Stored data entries
--
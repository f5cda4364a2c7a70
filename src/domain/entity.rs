// ==========================================
// 商品目录数据导入引擎 - 目录领域实体
// ==========================================
// 职责: 六种可导入实体与其属性值容器
// 红线: 实体不含数据访问逻辑; 字段校验发生在字段访问器,
//       领域自带的范围规则发生在实体 setter (单一事实)
// ==========================================

use crate::domain::types::{
    AssociationKind, AvailabilityRule, CustomerStatus, EntityKind,
};
use chrono::{DateTime, Utc};
use serde::{Deserialize, Serialize};
use std::collections::BTreeMap;

// ==========================================
// AttributeValue - 类型化属性值
// ==========================================
// 动态属性按属性描述的类型存储, 读取时统一转为展示字符串
#[derive(Debug, Clone, PartialEq, Serialize, Deserialize)]
#[serde(tag = "kind", content = "value")]
pub enum AttributeValue {
    Text(String),
    Integer(i64),
    Decimal(f64),
    Boolean(bool),
    Date(DateTime<Utc>),
}

impl AttributeValue {
    pub fn to_display_string(&self) -> String {
        match self {
            AttributeValue::Text(v) => v.clone(),
            AttributeValue::Integer(v) => v.to_string(),
            AttributeValue::Decimal(v) => v.to_string(),
            AttributeValue::Boolean(v) => v.to_string(),
            AttributeValue::Date(v) => v.format("%Y-%m-%d %H:%M:%S").to_string(),
        }
    }
}

// ==========================================
// Category - 目录分类
// ==========================================
// enable_date 在构造时取当前时间, 因此空值写入保持
// "不改变现值" 的统一约定
#[derive(Debug, Clone, PartialEq, Serialize, Deserialize)]
pub struct Category {
    pub code: String,
    pub catalog_guid: String,
    pub category_type: String,
    pub parent_code: Option<String>,
    pub enable_date: DateTime<Utc>,
    pub disable_date: Option<DateTime<Utc>>,
    pub store_visible: bool,
    pub ordering: i64,
    pub display_name: BTreeMap<String, String>,
    pub seo_url: BTreeMap<String, String>,
    pub seo_title: BTreeMap<String, String>,
    pub seo_keywords: BTreeMap<String, String>,
    pub seo_description: BTreeMap<String, String>,
    pub attributes: BTreeMap<String, AttributeValue>,
}

impl Category {
    pub fn new(catalog_guid: &str, category_type: &str) -> Self {
        Self {
            code: String::new(),
            catalog_guid: catalog_guid.to_string(),
            category_type: category_type.to_string(),
            parent_code: None,
            enable_date: Utc::now(),
            disable_date: None,
            store_visible: false,
            ordering: 0,
            display_name: BTreeMap::new(),
            seo_url: BTreeMap::new(),
            seo_title: BTreeMap::new(),
            seo_keywords: BTreeMap::new(),
            seo_description: BTreeMap::new(),
            attributes: BTreeMap::new(),
        }
    }
}

// ==========================================
// Product - 商品
// ==========================================
// 单SKU商品内嵌一个默认 SKU, 与商品文档一同持久化
#[derive(Debug, Clone, PartialEq, Serialize, Deserialize)]
pub struct Product {
    pub code: String,
    pub catalog_guid: String,
    pub product_type: String,
    pub default_category_code: Option<String>,
    pub brand_code: Option<String>,
    pub enable_date: DateTime<Utc>,
    pub disable_date: Option<DateTime<Utc>>,
    pub hidden: bool,
    pub not_sold_separately: bool,
    pub image: Option<String>,
    pub tax_code: Option<String>,
    pub min_order_qty: i64,
    pub availability: AvailabilityRule,
    pub pre_or_back_order_limit: i64,
    pub display_name: BTreeMap<String, String>,
    pub seo_url: BTreeMap<String, String>,
    pub seo_title: BTreeMap<String, String>,
    pub seo_keywords: BTreeMap<String, String>,
    pub seo_description: BTreeMap<String, String>,
    /// 目录价 / 促销价, 键为币种代码
    pub list_price: BTreeMap<String, f64>,
    pub sale_price: BTreeMap<String, f64>,
    pub attributes: BTreeMap<String, AttributeValue>,
    pub default_sku: Option<ProductSku>,
}

impl Product {
    pub fn new(catalog_guid: &str, product_type: &str) -> Self {
        Self {
            code: String::new(),
            catalog_guid: catalog_guid.to_string(),
            product_type: product_type.to_string(),
            default_category_code: None,
            brand_code: None,
            enable_date: Utc::now(),
            disable_date: None,
            hidden: false,
            not_sold_separately: false,
            image: None,
            tax_code: None,
            min_order_qty: 1,
            availability: AvailabilityRule::AlwaysAvailable,
            pre_or_back_order_limit: 0,
            display_name: BTreeMap::new(),
            seo_url: BTreeMap::new(),
            seo_title: BTreeMap::new(),
            seo_keywords: BTreeMap::new(),
            seo_description: BTreeMap::new(),
            list_price: BTreeMap::new(),
            sale_price: BTreeMap::new(),
            attributes: BTreeMap::new(),
            default_sku: None,
        }
    }

    /// 最小起订量下限为 1, 范围规则由领域对象持有
    pub fn set_min_order_qty(&mut self, qty: i64) -> Result<(), String> {
        if qty < 1 {
            return Err(format!("minOrderQty 必须 >= 1, 实际 {}", qty));
        }
        self.min_order_qty = qty;
        Ok(())
    }
}

// ==========================================
// ProductSku - 商品 SKU
// ==========================================
#[derive(Debug, Clone, PartialEq, Serialize, Deserialize)]
pub struct ProductSku {
    pub code: String,
    pub product_code: String,
    pub catalog_guid: String,
    /// 选项键 -> 选项值, 仅多SKU商品使用
    pub option_values: BTreeMap<String, String>,
    pub enable_date: DateTime<Utc>,
    pub disable_date: Option<DateTime<Utc>>,
    pub shippable: bool,
    pub weight_kg: Option<f64>,
    pub width_cm: Option<f64>,
    pub length_cm: Option<f64>,
    pub height_cm: Option<f64>,
    pub image: Option<String>,
    pub list_price: BTreeMap<String, f64>,
    pub sale_price: BTreeMap<String, f64>,
    pub attributes: BTreeMap<String, AttributeValue>,
}

impl ProductSku {
    pub fn new(catalog_guid: &str) -> Self {
        Self {
            code: String::new(),
            product_code: String::new(),
            catalog_guid: catalog_guid.to_string(),
            option_values: BTreeMap::new(),
            enable_date: Utc::now(),
            disable_date: None,
            shippable: false,
            weight_kg: None,
            width_cm: None,
            length_cm: None,
            height_cm: None,
            image: None,
            list_price: BTreeMap::new(),
            sale_price: BTreeMap::new(),
            attributes: BTreeMap::new(),
        }
    }

    /// 物流尺寸与重量不允许负值
    pub fn set_dimension(&mut self, field: SkuDimension, value: f64) -> Result<(), String> {
        if value < 0.0 {
            return Err(format!("{:?} 不允许负值, 实际 {}", field, value));
        }
        match field {
            SkuDimension::Weight => self.weight_kg = Some(value),
            SkuDimension::Width => self.width_cm = Some(value),
            SkuDimension::Length => self.length_cm = Some(value),
            SkuDimension::Height => self.height_cm = Some(value),
        }
        Ok(())
    }
}

/// SKU 物流维度标签
#[derive(Debug, Clone, Copy, PartialEq, Eq)]
pub enum SkuDimension {
    Weight,
    Width,
    Length,
    Height,
}

// ==========================================
// Customer - 客户
// ==========================================
#[derive(Debug, Clone, PartialEq, Serialize, Deserialize)]
pub struct Customer {
    pub guid: String,
    pub store_guid: String,
    pub user_id: String,
    pub email: Option<String>,
    pub first_name: Option<String>,
    pub last_name: Option<String>,
    pub phone_number: Option<String>,
    pub status: CustomerStatus,
    pub creation_date: DateTime<Utc>,
}

impl Customer {
    pub fn new(store_guid: &str) -> Self {
        Self {
            guid: String::new(),
            store_guid: store_guid.to_string(),
            user_id: String::new(),
            email: None,
            first_name: None,
            last_name: None,
            phone_number: None,
            status: CustomerStatus::Active,
            creation_date: Utc::now(),
        }
    }
}

// ==========================================
// InventoryRecord - 库存记录
// ==========================================
// 以 (skuCode, warehouse_guid) 定位, 数量规则由实体持有
#[derive(Debug, Clone, PartialEq, Serialize, Deserialize)]
pub struct InventoryRecord {
    pub sku_code: String,
    pub warehouse_guid: String,
    pub quantity_on_hand: i64,
    pub reserved_quantity: i64,
    pub reorder_minimum: i64,
    pub reorder_quantity: i64,
    pub restock_date: Option<DateTime<Utc>>,
}

impl InventoryRecord {
    pub fn new(warehouse_guid: &str) -> Self {
        Self {
            sku_code: String::new(),
            warehouse_guid: warehouse_guid.to_string(),
            quantity_on_hand: 0,
            reserved_quantity: 0,
            reorder_minimum: 0,
            reorder_quantity: 0,
            restock_date: None,
        }
    }

    /// 数量类字段不允许负值
    pub fn set_quantity(&mut self, field: InventoryQuantity, value: i64) -> Result<(), String> {
        if value < 0 {
            return Err(format!("{:?} 不允许负值, 实际 {}", field, value));
        }
        match field {
            InventoryQuantity::OnHand => self.quantity_on_hand = value,
            InventoryQuantity::Reserved => self.reserved_quantity = value,
            InventoryQuantity::ReorderMinimum => self.reorder_minimum = value,
            InventoryQuantity::ReorderQuantity => self.reorder_quantity = value,
        }
        Ok(())
    }
}

/// 库存数量维度标签
#[derive(Debug, Clone, Copy, PartialEq, Eq)]
pub enum InventoryQuantity {
    OnHand,
    Reserved,
    ReorderMinimum,
    ReorderQuantity,
}

// ==========================================
// ProductAssociation - 商品关联
// ==========================================
// 纯值对象导入: 无独立业务标识, 按源商品整组清空重建
#[derive(Debug, Clone, PartialEq, Serialize, Deserialize)]
pub struct ProductAssociation {
    pub catalog_guid: String,
    pub source_product_code: String,
    pub target_product_code: String,
    pub kind: AssociationKind,
    pub default_quantity: i64,
    pub ordering: i64,
}

impl ProductAssociation {
    pub fn new(catalog_guid: &str) -> Self {
        Self {
            catalog_guid: catalog_guid.to_string(),
            source_product_code: String::new(),
            target_product_code: String::new(),
            kind: AssociationKind::CrossSell,
            default_quantity: 1,
            ordering: 0,
        }
    }

    /// 默认数量下限为 1
    pub fn set_default_quantity(&mut self, qty: i64) -> Result<(), String> {
        if qty < 1 {
            return Err(format!("defaultQuantity 必须 >= 1, 实际 {}", qty));
        }
        self.default_quantity = qty;
        Ok(())
    }
}

// ==========================================
// CatalogEntity - 实体标签变体
// ==========================================
// 字段访问器面向该变体编写, 模式按实体类型各取所需;
// 变体不匹配属于配置错误而非行级故障
#[derive(Debug, Clone, PartialEq, Serialize, Deserialize)]
#[serde(tag = "entity_kind")]
pub enum CatalogEntity {
    Category(Category),
    Product(Product),
    ProductSku(ProductSku),
    Customer(Customer),
    Inventory(InventoryRecord),
    ProductAssociation(ProductAssociation),
}

impl CatalogEntity {
    pub fn kind(&self) -> EntityKind {
        match self {
            CatalogEntity::Category(_) => EntityKind::Category,
            CatalogEntity::Product(_) => EntityKind::Product,
            CatalogEntity::ProductSku(_) => EntityKind::ProductSku,
            CatalogEntity::Customer(_) => EntityKind::Customer,
            CatalogEntity::Inventory(_) => EntityKind::Inventory,
            CatalogEntity::ProductAssociation(_) => EntityKind::ProductAssociation,
        }
    }

    /// 业务标识; 商品关联为纯值对象, 返回空串
    pub fn guid(&self) -> &str {
        match self {
            CatalogEntity::Category(c) => &c.code,
            CatalogEntity::Product(p) => &p.code,
            CatalogEntity::ProductSku(s) => &s.code,
            CatalogEntity::Customer(c) => &c.guid,
            CatalogEntity::Inventory(i) => &i.sku_code,
            CatalogEntity::ProductAssociation(_) => "",
        }
    }

    /// 作用域标识 (目录/门店/仓库)
    pub fn scope_guid(&self) -> &str {
        match self {
            CatalogEntity::Category(c) => &c.catalog_guid,
            CatalogEntity::Product(p) => &p.catalog_guid,
            CatalogEntity::ProductSku(s) => &s.catalog_guid,
            CatalogEntity::Customer(c) => &c.store_guid,
            CatalogEntity::Inventory(i) => &i.warehouse_guid,
            CatalogEntity::ProductAssociation(a) => &a.catalog_guid,
        }
    }

    pub fn as_category(&self) -> Option<&Category> {
        match self {
            CatalogEntity::Category(c) => Some(c),
            _ => None,
        }
    }

    pub fn as_category_mut(&mut self) -> Option<&mut Category> {
        match self {
            CatalogEntity::Category(c) => Some(c),
            _ => None,
        }
    }

    pub fn as_product(&self) -> Option<&Product> {
        match self {
            CatalogEntity::Product(p) => Some(p),
            _ => None,
        }
    }

    pub fn as_product_mut(&mut self) -> Option<&mut Product> {
        match self {
            CatalogEntity::Product(p) => Some(p),
            _ => None,
        }
    }

    pub fn as_sku(&self) -> Option<&ProductSku> {
        match self {
            CatalogEntity::ProductSku(s) => Some(s),
            _ => None,
        }
    }

    pub fn as_sku_mut(&mut self) -> Option<&mut ProductSku> {
        match self {
            CatalogEntity::ProductSku(s) => Some(s),
            _ => None,
        }
    }

    pub fn as_customer(&self) -> Option<&Customer> {
        match self {
            CatalogEntity::Customer(c) => Some(c),
            _ => None,
        }
    }

    pub fn as_customer_mut(&mut self) -> Option<&mut Customer> {
        match self {
            CatalogEntity::Customer(c) => Some(c),
            _ => None,
        }
    }

    pub fn as_inventory(&self) -> Option<&InventoryRecord> {
        match self {
            CatalogEntity::Inventory(i) => Some(i),
            _ => None,
        }
    }

    pub fn as_inventory_mut(&mut self) -> Option<&mut InventoryRecord> {
        match self {
            CatalogEntity::Inventory(i) => Some(i),
            _ => None,
        }
    }

    pub fn as_association(&self) -> Option<&ProductAssociation> {
        match self {
            CatalogEntity::ProductAssociation(a) => Some(a),
            _ => None,
        }
    }

    pub fn as_association_mut(&mut self) -> Option<&mut ProductAssociation> {
        match self {
            CatalogEntity::ProductAssociation(a) => Some(a),
            _ => None,
        }
    }
}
--
Tally the lines above that include the word "ReorderQuantity"; answer with the total only.

= ANSWER BOX =
2